‘Significant rises’ of rivers expected but flooding not predicted
Appeal Staff Writer
City crews were preparing for the anticipated onslaught of problems related to the rain storm pounding the region through this afternoon.
According to the National Weather Service, the snow level during this storm was expected to rise to 9,000 feet and not drop until this evening to 5,000 feet. The lower snow level should ease water runoff.
The heaviest rain was expected to fall from mid-evening through this morning. Carson City is expected to get up to 3 inches of rain.
“The Waterfall burn area is especially susceptible to flash flooding,” the service warned Friday morning.
And “significant rises” are expected on the Carson, Truckee and Walker rivers, though the service didn’t predict significant flooding in those areas. People living near small creeks and streams, however, are advised to prepare for flooding and flash-flooding and to keep an eye on weather reports.

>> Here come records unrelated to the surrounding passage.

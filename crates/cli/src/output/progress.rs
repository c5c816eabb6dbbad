use indicatif::{ProgressBar, ProgressStyle};

pub fn create(total: u64, msg: &str) -> ProgressBar {
    let pb = ProgressBar::new(total);
    if let Ok(style) =
        ProgressStyle::with_template("  {spinner:.cyan} [{bar:40.cyan/dim}] {pos}/{len} {per_sec} {msg}")
    {
        pb.set_style(style.progress_chars("━╸─"));
    }
    pb.set_message(msg.to_string());
    pb
}

pub fn finish(pb: &ProgressBar, msg: &str) {
    if let Ok(style) = ProgressStyle::with_template("  {msg}") {
        pb.set_style(style);
    }
    pb.finish_with_message(format!("\x1b[32;1m✓\x1b[0m {msg}"));
}
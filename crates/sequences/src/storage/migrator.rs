use sqlx::AnyPool;

use crate::dialect::Dialect;

type Migration = (&'static str, &'static str);

const POSTGRES: &[Migration] = &[
    (
        "000_migration_tracking.sql",
        include_str!("../../../../migrations/postgres/000_migration_tracking.sql"),
    ),
    (
        "001_create_sequences.sql",
        include_str!("../../../../migrations/postgres/001_create_sequences.sql"),
    ),
    (
        "002_widen_last.sql",
        include_str!("../../../../migrations/postgres/002_widen_last.sql"),
    ),
];

const MYSQL: &[Migration] = &[
    (
        "000_migration_tracking.sql",
        include_str!("../../../../migrations/mysql/000_migration_tracking.sql"),
    ),
    (
        "001_create_sequences.sql",
        include_str!("../../../../migrations/mysql/001_create_sequences.sql"),
    ),
    (
        "002_widen_last.sql",
        include_str!("../../../../migrations/mysql/002_widen_last.sql"),
    ),
];

const SQLITE: &[Migration] = &[
    (
        "000_migration_tracking.sql",
        include_str!("../../../../migrations/sqlite/000_migration_tracking.sql"),
    ),
    (
        "001_create_sequences.sql",
        include_str!("../../../../migrations/sqlite/001_create_sequences.sql"),
    ),
];

fn migrations(dialect: Dialect) -> &'static [Migration] {
    match dialect {
        Dialect::Postgres => POSTGRES,
        Dialect::MySql => MYSQL,
        Dialect::Sqlite => SQLITE,
    }
}

async fn applied(pool: &AnyPool, dialect: Dialect) -> Result<Vec<String>, sqlx::Error> {
    let bootstrap = migrations(dialect)[0].1;
    sqlx::raw_sql(bootstrap).execute(pool).await?;

    sqlx::query_scalar("SELECT filename FROM _sequence_migrations")
        .fetch_all(pool)
        .await
}

pub async fn run_migrations(pool: &AnyPool, dialect: Dialect) -> Result<Vec<String>, sqlx::Error> {
    let applied = applied(pool, dialect).await?;
    let mut newly_applied = Vec::new();

    for (filename, sql) in &migrations(dialect)[1..] {
        if applied.iter().any(|a| a == filename) {
            continue;
        }
        sqlx::raw_sql(sql).execute(pool).await?;
        sqlx::query(dialect.record_migration())
            .bind(*filename)
            .execute(pool)
            .await?;
        tracing::info!(migration = %filename, dialect = dialect.name(), "migration applied");
        newly_applied.push(filename.to_string());
    }

    Ok(newly_applied)
}

pub async fn pending_migrations(pool: &AnyPool, dialect: Dialect) -> Result<Vec<String>, sqlx::Error> {
    let applied = applied(pool, dialect).await?;

    let pending: Vec<String> = migrations(dialect)[1..]
        .iter()
        .filter(|(name, _)| !applied.iter().any(|a| a == name))
        .map(|(name, _)| name.to_string())
        .collect();

    Ok(pending)
}
use std::future::Future;
use std::time::Duration;

use crate::error::SequenceError;

pub struct RetryConfig {
    pub max_attempts: u32,
    pub initial_delay: Duration,
    pub backoff_factor: f64,
}

impl Default for RetryConfig {
    fn default() -> Self {
        Self {
            max_attempts: 3,
            initial_delay: Duration::from_millis(100),
            backoff_factor: 2.0,
        }
    }
}

/// Re-runs `f` while it fails with a retryable [`SequenceError`].
///
/// `f` must open and finish its own transaction: after a lock, serialization or first-use
/// conflict nothing read inside the failed attempt can be trusted.
pub async fn retry_transaction<F, Fut, T>(config: &RetryConfig, mut f: F) -> Result<T, SequenceError>
where
    F: FnMut() -> Fut,
    Fut: Future<Output = Result<T, SequenceError>>,
{
    let mut delay = config.initial_delay;
    let mut attempt = 1;

    loop {
        match f().await {
            Ok(v) => return Ok(v),
            Err(e) if e.is_retryable() && attempt < config.max_attempts => {
                tracing::warn!(attempt, max_attempts = config.max_attempts, error = %e, "retrying transaction");
                tokio::time::sleep(delay).await;
                delay = Duration::from_secs_f64(delay.as_secs_f64() * config.backoff_factor);
                attempt += 1;
            }
            Err(e) => return Err(e),
        }
    }
}
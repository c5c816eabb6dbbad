use std::time::Instant;

use anyhow::{bail, Result};
use clap::Args;
use futures::future::try_join_all;
use gapless_sequences::{Databases, SequenceOptions, DEFAULT_NAME};
use indicatif::ProgressBar;

use super::helpers::{self, Source};
use crate::output::{print_info, print_json, print_success, progress, OutputMode};

#[derive(Args)]
pub struct BenchArgs {
    #[arg(long, default_value_t = 500, help = "Values allocated per task")]
    pub(crate) loops: u32,

    #[arg(long, default_value_t = 20, help = "Concurrent tasks")]
    pub(crate) tasks: u32,

    #[arg(long, default_value = DEFAULT_NAME, help = "Sequence name")]
    pub(crate) name: String,

    #[arg(long, help = "Use the wrapping code path; must exceed loops x tasks")]
    pub(crate) reset_value: Option<i64>,

    #[arg(long, help = "Database alias")]
    pub(crate) using: Option<String>,
}

impl BenchArgs {
    pub(crate) fn total(&self) -> i64 {
        i64::from(self.loops) * i64::from(self.tasks)
    }

    pub(crate) fn options(&self) -> Result<SequenceOptions> {
        let mut options = SequenceOptions::new();
        if let Some(reset) = self.reset_value {
            if reset <= self.total() {
                bail!("--reset-value must be greater than loops x tasks ({})", self.total());
            }
            options = options.reset_value(reset);
        }
        Ok(options)
    }
}

pub async fn execute(args: BenchArgs, mode: OutputMode, source: &Source) -> Result<()> {
    let options = args.options()?;
    let databases = helpers::connect(source).await?;
    let using = args.using.as_deref();

    // Restart the row at 0 whatever it held before, so the run yields 1..=total.
    databases.delete(&args.name, using).await?;
    databases
        .get_next_value(&args.name, &SequenceOptions::new().initial_value(0), using)
        .await?;

    let pb = match mode {
        OutputMode::Human => Some(progress::create(args.total() as u64, "allocating")),
        OutputMode::Json => None,
    };

    let started = Instant::now();
    let workers = (0..args.tasks).map(|_| {
        allocate_loop(&databases, &args.name, &options, using, args.loops, pb.as_ref())
    });
    let mut values: Vec<i64> = try_join_all(workers).await?.into_iter().flatten().collect();
    let elapsed = started.elapsed();
    databases.close().await;

    values.sort_unstable();
    let expected: Vec<i64> = (1..=args.total()).collect();
    if values != expected {
        bail!(
            "sequence {} produced {} values that are not exactly 1..={}",
            args.name,
            values.len(),
            args.total()
        );
    }

    let seconds = elapsed.as_secs_f64();
    let rate = args.total() as f64 / seconds;
    tracing::info!(sequence = %args.name, values = args.total(), seconds, "benchmark finished");

    if let Some(pb) = &pb {
        progress::finish(pb, "values verified gapless");
    }

    match mode {
        OutputMode::Json => print_json(&serde_json::json!({
            "name": args.name,
            "loops": args.loops,
            "tasks": args.tasks,
            "seconds": seconds,
            "values_per_second": rate,
        }))?,
        OutputMode::Human => {
            print_success(&format!(
                "{} loops x {} tasks in {:.2} seconds",
                args.loops, args.tasks, seconds
            ));
            print_info("Throughput", &format!("{rate:.0} values / second"));
        }
    }

    Ok(())
}

async fn allocate_loop(
    databases: &Databases,
    name: &str,
    options: &SequenceOptions,
    using: Option<&str>,
    loops: u32,
    pb: Option<&ProgressBar>,
) -> Result<Vec<i64>> {
    let mut values = Vec::with_capacity(loops as usize);
    for _ in 0..loops {
        values.push(databases.get_next_value(name, options, using).await?);
        if let Some(pb) = pb {
            pb.inc(1);
        }
    }
    Ok(values)
}
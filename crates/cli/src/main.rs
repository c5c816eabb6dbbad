mod cmd;
mod output;

use anyhow::Result;
use clap::Parser;
use cmd::Commands;
use output::OutputMode;
use tracing_subscriber::EnvFilter;

#[derive(Parser)]
#[command(name = "gapless", version, about = "Gapless sequence admin CLI")]
pub struct Opts {
    #[clap(subcommand)]
    cmd: Commands,

    #[arg(long, global = true, help = "Output as JSON")]
    json: bool,

    #[arg(long, global = true, help = "Database URL (overrides config and DATABASE_URL)")]
    database_url: Option<String>,

    #[arg(long, global = true, help = "Path to sequences config file")]
    config: Option<String>,
}

impl Opts {
    pub fn output_mode(&self) -> OutputMode {
        if self.json {
            OutputMode::Json
        } else {
            OutputMode::Human
        }
    }
}

fn init_tracing(mode: OutputMode) {
    let filter = EnvFilter::try_from_default_env().unwrap_or_else(|_| EnvFilter::new("info"));
    let builder = tracing_subscriber::fmt()
        .with_env_filter(filter)
        .with_writer(std::io::stderr);
    match mode {
        OutputMode::Json => builder.json().init(),
        OutputMode::Human => builder.init(),
    }
}

#[tokio::main]
async fn main() -> Result<()> {
    let opts = Opts::parse();
    init_tracing(opts.output_mode());
    cmd::run(opts).await
}
mod loader;
mod schema;

pub use loader::{from_env, load_from_file, load_from_str, validate, LoadError};
pub use schema::{DatabaseConfig, SequencesConfig};
pub(crate) mod bench;
mod delete;
pub(crate) mod helpers;
mod last;
mod migrate;
mod next;
mod version;

use anyhow::Result;
use clap::Subcommand;

use helpers::Source;

#[derive(Subcommand)]
pub enum Commands {
    /// Apply pending schema migrations
    Migrate(migrate::MigrateArgs),
    /// Allocate the next value (or batch) of a sequence
    Next(next::NextArgs),
    /// Show the last allocated value without locking
    Last(last::LastArgs),
    /// Remove a sequence so it restarts from its initial value
    Delete(delete::DeleteArgs),
    /// Concurrent allocation benchmark
    Bench(bench::BenchArgs),
    Version,
}

pub async fn run(opts: crate::Opts) -> Result<()> {
    let mode = opts.output_mode();
    let source = Source {
        config: opts.config,
        database_url: opts.database_url,
    };
    match opts.cmd {
        Commands::Migrate(args) => migrate::execute(args, mode, &source).await,
        Commands::Next(args) => next::execute(args, mode, &source).await,
        Commands::Last(args) => last::execute(args, mode, &source).await,
        Commands::Delete(args) => delete::execute(args, mode, &source).await,
        Commands::Bench(args) => bench::execute(args, mode, &source).await,
        Commands::Version => {
            version::execute(mode);
            Ok(())
        }
    }
}
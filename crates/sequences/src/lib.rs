//! Gapless integer sequences stored in a relational database.
//!
//! Each named sequence is one row holding its last allocated value. Allocation locks that row,
//! increments it and writes it back inside the caller's transaction, so a value is spent only
//! when that transaction commits and a rollback hands the same value to the next caller.

pub mod allocator;
pub mod config;
pub mod dialect;
pub mod error;
pub mod registry;
pub mod retry;
pub mod sequence;
pub mod storage;

pub use allocator::{
    delete, get_last_value, get_next_value, get_next_values, SequenceOptions, DEFAULT_NAME,
};
pub use dialect::Dialect;
pub use error::{Result, SequenceError};
pub use registry::{Database, Databases};
pub use retry::{retry_transaction, RetryConfig};
pub use sequence::Sequence;
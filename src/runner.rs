use anyhow::{Context, Result};
use std::io::{self, ErrorKind, Write};
use std::process::{ChildStdin, Command, Stdio};
use std::thread;

/// Captured result of a child process
#[derive(Debug, Clone)]
pub struct CommandOutput {
    pub success: bool,
    pub code: Option<i32>,
    pub stdout: String,
    pub stderr: String,
}

/// Run a command, feed `input` on stdin and capture its output
pub fn run_with_input(cmd: &str, args: &[String], input: &[u8]) -> Result<CommandOutput> {
    let mut child = Command::new(cmd)
        .args(args)
        .stdin(Stdio::piped())
        .stdout(Stdio::piped())
        .stderr(Stdio::piped())
        .spawn()
        .with_context(|| format!("Failed to execute: {} {}", cmd, args.join(" ")))?;

    // stdin is fed while the output pipes drain, so neither side blocks
    let stdin = child.stdin.take();
    let (written, output) = thread::scope(|scope| {
        let writer = scope.spawn(move || feed(stdin, input));
        let output = child.wait_with_output();
        (writer.join(), output)
    });
    let output = output.with_context(|| format!("Failed to wait for {cmd}"))?;
    match written {
        Ok(result) => result.with_context(|| format!("Failed to write request to {cmd}"))?,
        Err(_) => anyhow::bail!("Writing the request to {cmd} panicked"),
    }

    Ok(CommandOutput {
        success: output.status.success(),
        code: output.status.code(),
        stdout: String::from_utf8_lossy(&output.stdout).trim().to_string(),
        stderr: String::from_utf8_lossy(&output.stderr).trim().to_string(),
    })
}

/// Write the whole input and close the pipe.
///
/// A child that exits without reading everything is not an error here;
/// its exit status says what happened.
fn feed(stdin: Option<ChildStdin>, input: &[u8]) -> io::Result<()> {
    let Some(mut stdin) = stdin else {
        return Ok(());
    };
    match stdin.write_all(input) {
        Err(e) if e.kind() == ErrorKind::BrokenPipe => Ok(()),
        result => result,
    }
}
/// Persisted record of one applied resource
#[derive(Debug, Clone, PartialEq, Serialize, Deserialize)]
pub struct StateRecord {
    /// Provider-assigned identifier
    pub id: String,
    /// Resolved attributes sent to the provider
    pub attributes: Attributes,
    /// Outputs returned by the provider
    #[serde(default)]
    pub outputs: Attributes,
    /// Resources this one depended on when it was applied
    #[serde(default)]
    pub dependencies: Vec<ResourceId>,
    /// Old instance left behind by a create-before-destroy replacement
    /// whose destroy has not succeeded yet
    #[serde(default, skip_serializing_if = "Option::is_none")]
    pub deposed: Option<String>,
    /// Last time this record was written
    pub updated_at: DateTime<Utc>,
}

impl StateRecord {
    pub fn new(id: impl Into<String>, attributes: Attributes, outputs: Attributes) -> Self {
        Self {
            id: id.into(),
            attributes,
            outputs,
            dependencies: Vec::new(),
            deposed: None,
            updated_at: Utc::now(),
        }
    }
}

/// All records, keyed by identity
pub type Snapshot = BTreeMap<ResourceId, StateRecord>;

/// Last failure of a resource, kept until it applies successfully
#[derive(Debug, Clone, PartialEq, Eq, Serialize, Deserialize)]
pub struct FailureRecord {
    pub error: String,
    pub at: DateTime<Utc>,
}

/// Failures, keyed by identity
pub type Failures = BTreeMap<ResourceId, FailureRecord>;

/// Storage for state records
pub trait StateStore: Send + Sync {
    /// Look a record up
    fn get(&self, id: &ResourceId) -> Result<Option<StateRecord>>;

    /// Insert or replace a record (durable when this returns)
    fn put(&self, id: &ResourceId, record: StateRecord) -> Result<()>;

    /// Remove a record (durable when this returns); absent is not an error
    fn delete(&self, id: &ResourceId) -> Result<()>;

    /// Copy of every record
    fn snapshot(&self) -> Result<Snapshot>;

    /// Take the single-writer lock for a run.
    ///
    /// Stores backed by shared storage reload it here, so snapshots taken
    /// after locking see every earlier commit.
    fn lock(&self) -> Result<StateLock>;

    /// Persist the error of a failed node
    fn record_failure(&self, id: &ResourceId, error: &str) -> Result<()>;

    /// Failures not yet cleared by a successful apply
    fn failures(&self) -> Result<Failures>;
}

/// Single-writer guard; released on drop
pub struct StateLock {
    release: Option<Box<dyn FnOnce() + Send>>,
}

impl StateLock {
    pub fn new(release: impl FnOnce() + Send + 'static) -> Self {
        Self {
            release: Some(Box::new(release)),
        }
    }
}

impl Drop for StateLock {
    fn drop(&mut self) {
        if let Some(release) = self.release.take() {
            release();
        }
    }
}

impl std::fmt::Debug for StateLock {
    fn fmt(&self, f: &mut std::fmt::Formatter<'_>) -> std::fmt::Result {
        f.debug_struct("StateLock").finish_non_exhaustive()
    }
}

fn acquire<T>(mutex: &Mutex<T>) -> Result<MutexGuard<'_, T>> {
    mutex
        .lock()
        .map_err(|_| Error::Other("state store mutex poisoned".to_string()))
}
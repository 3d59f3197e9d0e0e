use super::load_graph;
use crate::Context;
use crate::ui;
use anyhow::Result;

/// Check declarations: syntax, references, duplicates and cycles
pub fn run(ctx: &Context) -> Result<i32> {
    let graph = load_graph(ctx)?;
    let edges = graph.edges().len();
    ui::success(&format!(
        "Declarations are valid ({} resources, {} dependencies)",
        graph.len(),
        edges
    ));
    Ok(0)
}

Early Friday afternoon the rain fell and the wind blew, and Fire Chief Stacey Giomi commented that things were “unusually quiet so far.”
“It could be that people are staying in because of the rain,” said Giomi, who is also the city’s emergency manager. “Stay in and stay safe.”
Workers were paying special attention to the Carson River as well as to the streams, creeks and drainages that run through the city.
The Waterfall fire brought with it long-term concerns about flooding, Giomi said.
“Post-fire, you’ve got a four- to five-year period where the area is susceptible to excess runoff,” he said. This is because the vegetation in the hills is immature and might not withstand a storm of this force.
Sandbags were placed in strategic areas around the city in case they are needed to shore up trouble spots nearby. Some of these areas include Kings Canyon, Ormsby Boulevard, Winnie Lane and Ash Canyon, near the intersections of Fifth and Curry streets.
Adding to problems were storm-related vehicle accidents. A four-vehicle traffic collision on Highway 395 at Clear Creek Road happened at about 3:15 p.m. It temporarily blocked traffic, causing autos to be diverted from the site. One vehicle had to be cut open to get its occupant out. That person was injured, and transported by air to Washoe Medical Center, according to the Nevada Highway Patrol.
Another storm-related accident occurred Friday afternoon on State Route 429 near Bellevue and a truck overturned in Washoe Valley.
The next storm is expected to begin dropping rain on Sunday, ending by Monday evening.
— Contact Terri Harber at 882-2111, ext. 215 or email@example.com
You can help
Residents are asked to call the city if they see any unusual flood conditions, such as large pools of water or very muddy water. It also is emphasized that they not go out specifically to find hazards.